When most people think about palm oil, if they think about it at all, they think of it as just one of the obscure and often unpronounceable ingredients printed on packages of processed foods ranging from doughnuts and crackers to candy bars and cereal. It’s the oil that isn’t coconut, safflower or grapeseed oil, and is so common as to appear totally innocuous.
But for many activists, palm oil is synonymous with rainforest destruction throughout Indonesia, Borneo and Malaysia, and its production has for years been targeted by environmental activists as a major threat to the survival of orangutangs.
Today, environmental activists got a boost in their fight against palm oil when the UK-based website Ethical Consumer announced that the UK’s leading biscuit (or, in American parlance, cookie) manufacturers “have made major commitments to reduce the amount of palm oil in their biscuits.” The statement is the result of a survey conducted among 50 manufacturers by Ethical Consumer and the Rainforest Foundation UK about their use of palm oil and its derivatives. The survey, which was carried out in response to the increasing habitat destruction posed by palm oil farming, found that British companies including Waitrose, M&S, and United Biscuits scored most favorably, while American companies including Kraft, PepsiCo, and Asda/Walmart did the worst.
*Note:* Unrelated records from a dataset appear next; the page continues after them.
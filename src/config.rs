//! Configuration shared by the CLI and the server
//!
//! Command line flags with environment variable fallbacks, plus logging setup.

use std::net::SocketAddr;
use std::path::PathBuf;

use clap::{Args, Parser};
use tracing_subscriber::{layer::SubscriberExt, util::SubscriberInitExt};

use crate::db::SqliteStore;
use crate::error::Result;
use crate::tracker::HabitTracker;

/// Where habits live and who administers them
#[derive(Args, Debug, Clone)]
pub struct StoreArgs {
    /// SQLite database path
    #[arg(long, env = "HABIT_DB", default_value = "habits.db", global = true)]
    pub database: PathBuf,

    /// Users registering with this email are granted admin access
    #[arg(long, env = "ADMIN_EMAIL", global = true)]
    pub admin_email: Option<String>,
}

impl StoreArgs {
    pub fn open_tracker(&self) -> Result<HabitTracker<SqliteStore>> {
        let store = SqliteStore::open(&self.database)?;
        let tracker = HabitTracker::new(store);

        Ok(match &self.admin_email {
            Some(email) => tracker.with_admin_email(email.clone()),
            None => tracker,
        })
    }
}

#[derive(Args, Debug, Clone)]
pub struct LogArgs {
    /// Log level (trace, debug, info, warn, error)
    #[arg(long, env = "LOG_LEVEL", default_value = "info", global = true)]
    pub log_level: String,
}

/// habit-server - HTTP API for habit completion tracking
#[derive(Parser, Debug, Clone)]
#[command(name = "habit-server")]
#[command(about = "HTTP API for habit completion tracking")]
pub struct ServerArgs {
    /// Address to listen on
    #[arg(long, env = "LISTEN", default_value = "0.0.0.0:5000")]
    pub listen: SocketAddr,

    #[command(flatten)]
    pub store: StoreArgs,

    #[command(flatten)]
    pub log: LogArgs,
}

/// Install the global tracing subscriber. `RUST_LOG` takes precedence over `level`.
pub fn init_tracing(level: &str) {
    tracing_subscriber::registry()
        .with(
            tracing_subscriber::EnvFilter::try_from_default_env()
                .unwrap_or_else(|_| format!("habit_tracker={},info", level).into()),
        )
        .with(tracing_subscriber::fmt::layer().with_writer(std::io::stderr))
        .init();
}
use crate::{
    error::{ReliefError, ReliefResult},
    gl::{Gl, ProgramId, ShaderId, ShaderStage, UniformValue},
};
use bevy::prelude::*;

/// A linked pair of vertex and fragment shaders.
#[derive(Debug)]
pub struct ShaderProgram {
    program: ProgramId,
}

impl ShaderProgram {
    /// Compiles and links the program, binding the given attribute locations before linking.
    /// Nothing stays allocated if compiling or linking fails.
    pub fn new(
        gl: &mut dyn Gl,
        vertex_source: &str,
        fragment_source: &str,
        attributes: &[(u32, &str)],
    ) -> ReliefResult<Self> {
        let vertex = Self::compile(gl, ShaderStage::Vertex, vertex_source)?;
        let fragment = match Self::compile(gl, ShaderStage::Fragment, fragment_source) {
            Ok(fragment) => fragment,
            Err(error) => {
                gl.delete_shader(vertex);
                return Err(error);
            }
        };

        let program = gl.create_program();
        gl.attach_shader(program, vertex);
        gl.attach_shader(program, fragment);
        for (index, name) in attributes {
            gl.bind_attrib_location(program, *index, name);
        }

        let linked = gl.link_program(program);

        // the program keeps the attached shaders alive
        gl.delete_shader(vertex);
        gl.delete_shader(fragment);

        if let Err(log) = linked {
            gl.delete_program(program);
            return Err(ReliefError::ShaderLink(log));
        }

        debug!("Linked shader program {program}.");
        Ok(Self { program })
    }

    fn compile(gl: &mut dyn Gl, stage: ShaderStage, source: &str) -> ReliefResult<ShaderId> {
        let shader = gl.create_shader(stage);

        if let Err(log) = gl.compile_shader(shader, source) {
            gl.delete_shader(shader);
            return Err(ReliefError::ShaderCompile(format!("{stage:?} shader: {log}")));
        }

        Ok(shader)
    }

    pub fn id(&self) -> ProgramId {
        self.program
    }

    pub fn bind(&self, gl: &mut dyn Gl) {
        gl.use_program(Some(self.program));
    }

    pub fn unbind(&self, gl: &mut dyn Gl) {
        gl.use_program(None);
    }

    /// Sets a uniform of the bound program.
    /// Fails if the program has no such uniform, e.g. because the compiler removed it.
    pub fn set_uniform(
        &self,
        gl: &mut dyn Gl,
        name: &str,
        value: impl Into<UniformValue>,
    ) -> ReliefResult<()> {
        let location = gl
            .uniform_location(self.program, name)
            .ok_or_else(|| ReliefError::InvalidUniform(name.into()))?;

        gl.uniform(location, value.into());
        Ok(())
    }

    pub fn release(self, gl: &mut dyn Gl) {
        gl.delete_program(self.program);
    }
}

#[cfg(test)]
mod tests {
    use super::*;
    use crate::gl::headless::HeadlessGl;

    const VERTEX: &str = "uniform float rowOffset;\nvoid main() {}";
    const FRAGMENT: &str = "uniform int textureType;\nvoid main() {}";

    #[test]
    fn sets_declared_uniforms() {
        let mut gl = HeadlessGl::default();
        let program = ShaderProgram::new(&mut gl, VERTEX, FRAGMENT, &[(0, "position")]).unwrap();
        assert_eq!(gl.live_programs(), 1);

        program.bind(&mut gl);
        program.set_uniform(&mut gl, "rowOffset", 4.0f32).unwrap();
        program.set_uniform(&mut gl, "textureType", -1).unwrap();

        assert_eq!(
            gl.uniform_value(program.id(), "rowOffset"),
            Some(UniformValue::Float(4.0))
        );
        assert_eq!(
            program.set_uniform(&mut gl, "shearXY", Vec2::ZERO),
            Err(ReliefError::InvalidUniform("shearXY".into()))
        );

        program.release(&mut gl);
        assert_eq!(gl.live_handles(), 0);
    }

    #[test]
    fn compile_errors_leave_nothing_behind() {
        let mut gl = HeadlessGl::default();
        let result = ShaderProgram::new(&mut gl, VERTEX, "uniform int broken;", &[]);

        assert!(matches!(result, Err(ReliefError::ShaderCompile(_))));
        assert_eq!(gl.live_handles(), 0);
    }

    #[test]
    fn link_errors_leave_nothing_behind() {
        let mut gl = HeadlessGl::default();
        gl.fail_link("too many varyings");
        let result = ShaderProgram::new(&mut gl, VERTEX, FRAGMENT, &[]);

        assert_eq!(
            result.map(|program| program.id()),
            Err(ReliefError::ShaderLink("too many varyings".into()))
        );
        assert_eq!(gl.live_handles(), 0);
    }
}
impl MouseController {
    pub fn new(settings: InteractionSettings) -> Self {
        Self {
            settings,
            drag: None,
            dragging: false,
            shear_reversed: false,
            spring: None,
            zoom_target: None,
        }
    }

    pub fn settings(&self) -> &InteractionSettings {
        &self.settings
    }

    pub fn set_settings(&mut self, settings: InteractionSettings) {
        if !settings.zoom_animation {
            self.zoom_target = None;
        }
        if !settings.shear_animation {
            self.spring = None;
        }
        self.settings = settings;
    }

    pub fn is_dragging(&self) -> bool {
        self.dragging
    }

    pub fn is_shear_reversed(&self) -> bool {
        self.shear_reversed
    }

    /// Whether the spring or the zoom are still moving.
    pub fn is_animating(&self) -> bool {
        self.spring.is_some() || self.zoom_target.is_some()
    }

    pub fn pointer_pressed(
        &mut self,
        camera: &mut CameraState,
        grid: Option<&HeightGrid>,
        screen_size: Vec2,
        position: Vec2,
        modifiers: Modifiers,
    ) {
        let plan_oblique = camera.mode() == CameraMode::PlanOblique;
        let start_shift = camera.shift();

        self.dragging = true;
        self.spring = (self.settings.shear_animation
            && plan_oblique
            && !modifiers.intersects(Modifiers::META | Modifiers::ALT | Modifiers::SHIFT))
        .then_some(Spring {
            velocity: Vec2::ZERO,
            shift: start_shift,
        });

        let mut start_z = 0.0;
        if let Some(grid) = grid.filter(|_| plan_oblique) {
            let start = screen_to_model(position, screen_size, camera);
            start_z = grid.z_at(start.x, start.y);

            self.shear_reversed = self.settings.shear_reversal
                && local_relative_height(
                    grid,
                    view_bounds(screen_size, camera),
                    start,
                    self.settings.relative_height_resolution,
                    self.settings.relative_height_radius,
                )
                .is_some_and(|height| height <= 0.0);
            debug!(
                "Grabbed the terrain at {start} with elevation {start_z}, reversed shear: {}.",
                self.shear_reversed
            );
        }

        self.drag = Some(Drag {
            start: position,
            last: position,
            start_shift,
            start_z,
        });
    }

    pub fn pointer_moved(
        &mut self,
        camera: &mut CameraState,
        screen_size: Vec2,
        position: Vec2,
        modifiers: Modifiers,
    ) {
        let Some(drag) = self.drag.filter(|_| self.dragging) else {
            return;
        };

        if modifiers.contains(Modifiers::SHIFT) {
            if camera.is_2d() {
                Self::rotate_2d(camera, screen_size, drag.last, position);
            } else {
                self.rotate_3d(camera, drag.last, position);
            }
        } else if modifiers.contains(Modifiers::ALT) {
            Self::pan(camera, screen_size, drag.last, position);
        } else if modifiers.contains(Modifiers::META) && camera.mode() == CameraMode::PlanOblique {
            self.shear(camera, screen_size, &drag, position);
        } else if self.spring.is_none() {
            Self::pan(camera, screen_size, drag.last, position);
        }

        if let Some(drag) = self.drag.as_mut() {
            drag.last = position;
        }
    }

    /// Removes a manual shear, and requests a redraw with antialiasing.
    pub fn pointer_released(&mut self, camera: &mut CameraState, modifiers: Modifiers) {
        self.dragging = false;

        if modifiers.contains(Modifiers::META) {
            camera.set_shear(Vec2::ZERO);
            if let Some(drag) = self.drag {
                camera.set_shift(drag.start_shift);
            }
        }
        camera.mark_dirty();
    }

    pub fn wheel(&mut self, camera: &mut CameraState, ticks: f32) {
        let change = ticks / self.settings.wheel_scale;

        if self.settings.zoom_animation {
            let target = self.zoom_target.unwrap_or(camera.view_distance()) + change;
            self.zoom_target = Some(target.clamp(MIN_DISTANCE, MAX_DISTANCE));
        } else {
            camera.set_view_distance(camera.view_distance() + change);
        }
    }

    /// Advances the spring and zoom animations by one tick.
    /// Returns whether an animation is still running.
    pub fn tick(&mut self, camera: &mut CameraState, screen_size: Vec2) -> bool {
        if let Some(target) = self.zoom_target {
            let step = self.settings.zoom_speed / self.settings.tick_rate.max(1) as f32;
            let distance = camera.view_distance();

            if (target - distance).abs() <= step {
                camera.set_view_distance(target);
                self.zoom_target = None;
            } else {
                camera.set_view_distance(distance + step.copysign(target - distance));
            }
        }

        self.animate_spring(camera, screen_size);
        self.is_animating()
    }

    fn animate_spring(&mut self, camera: &mut CameraState, screen_size: Vec2) {
        let (Some(drag), Some(spring)) = (self.drag, self.spring.as_mut()) else {
            return;
        };

        let start = screen_to_model(drag.start, screen_size, camera);
        let current = screen_to_model(drag.last, screen_size, camera);
        let extension = current - (start + spring.shift - drag.start_shift);

        spring.velocity = spring.velocity * self.settings.friction + extension * self.settings.spring;
        spring.velocity = Vec2::select(
            spring.velocity.abs().cmplt(Vec2::splat(SPRING_EPSILON)),
            Vec2::ZERO,
            spring.velocity,
        );
        spring.shift += spring.velocity;

        let extension = current - (start + spring.shift - drag.start_shift);
        if drag.start_z > 0.0 && drag.start_z < 1.0 {
            if self.shear_reversed {
                camera.set_shear(-extension / drag.start_z);
                camera.set_shift(spring.shift + 2.0 * extension);
            } else {
                camera.set_shear(extension / drag.start_z);
                camera.set_shift(spring.shift);
            }
        } else {
            camera.set_shift(spring.shift);
        }

        if !self.dragging && spring.velocity == Vec2::ZERO {
            self.spring = None;
        }
    }

    fn pan(camera: &mut CameraState, screen_size: Vec2, last: Vec2, position: Vec2) {
        let delta = (last - position) / screen_size.y.max(1.0) * camera.view_distance();
        camera.set_shift(camera.shift() - delta);
    }

    fn rotate_2d(camera: &mut CameraState, screen_size: Vec2, last: Vec2, position: Vec2) {
        let center = screen_size / 2.0;
        let last = (last - center).to_angle();
        let current = (position - center).to_angle();
        camera.set_z_angle(camera.z_angle() + (current - last).to_degrees());
    }

    fn rotate_3d(&self, camera: &mut CameraState, last: Vec2, position: Vec2) {
        let delta = last - position;
        camera.set_z_angle(camera.z_angle() + delta.x / self.settings.z_rotation_scale);
        camera.set_x_angle(camera.x_angle() + delta.y / self.settings.x_rotation_scale);
    }

    /// Shears so that the grabbed point stays under the pointer.
    fn shear(&self, camera: &mut CameraState, screen_size: Vec2, drag: &Drag, position: Vec2) {
        if drag.start_z <= 0.0 || drag.start_z >= 1.0 {
            return;
        }

        let start = screen_to_model(drag.start, screen_size, camera);
        let distance = screen_to_model(position, screen_size, camera) - start;
        let shear = self.settings.shear_coefficient * distance / drag.start_z;

        if self.shear_reversed {
            camera.set_shear(-shear);
            camera.set_shift(drag.start_shift + 2.0 * distance);
        } else {
            camera.set_shear(shear);
        }
    }
}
According to the Rainforest Foundation, palm oil companies are now planning to expand their operations to Africa’s Congo Basin.
Palm oil companies have slashed and burned huge swaths of rainforest to make way for palm oil plantations.
While cultivation of palm oil is not inherently destructive, its ubiquity in not only processed foods but also diesel fuel, cosmetics and household products (where it appears under aliases including stearic acid, palmitic acid and palmitoyl oxostearamide) makes the scale and demands of its production unsustainable. African palm trees, from whose fruit palm oil is derived, need abundant heat and rainfall to flourish. This has caused palm oil companies to slash and burn huge swaths of rainforest to make way for palm oil plantations. Clearing land for these monocultures has also been found to create high carbon emissions. Further compounding the issue is the land itself: the majority of palm plantations are grown on peatlands with soil containing high amounts of methane, a greenhouse gas.
There have been attempts made to foster less catastrophically destructive palm oil cultivation: in 2004, the Roundtable on Sustainable Palm Oil, or RSPO, was established to promote environmentally responsible production. A membership-based organization comprised of palm oil growers and manufacturers, environmental NGOs, retailers and investors, it develops, implements and reviews global standards for the entire supply chain of sustainable palm oil. In late 2012, RSPO said it had certified more than 14 percent of the world’s crude palm oil and had more than 1,000 members from over 50 countries.
Some activists claim that RSPO is ineffective and that its standards are low and untrustworthy. It’s certainly possible that the organization is yet another example of green-washing. Either way, if the Ethical Consumer/Rainforest Foundation survey is any indication, consumers may finally be assigning a higher value to planetary preservation than the cost of a Double Stuf Oreo.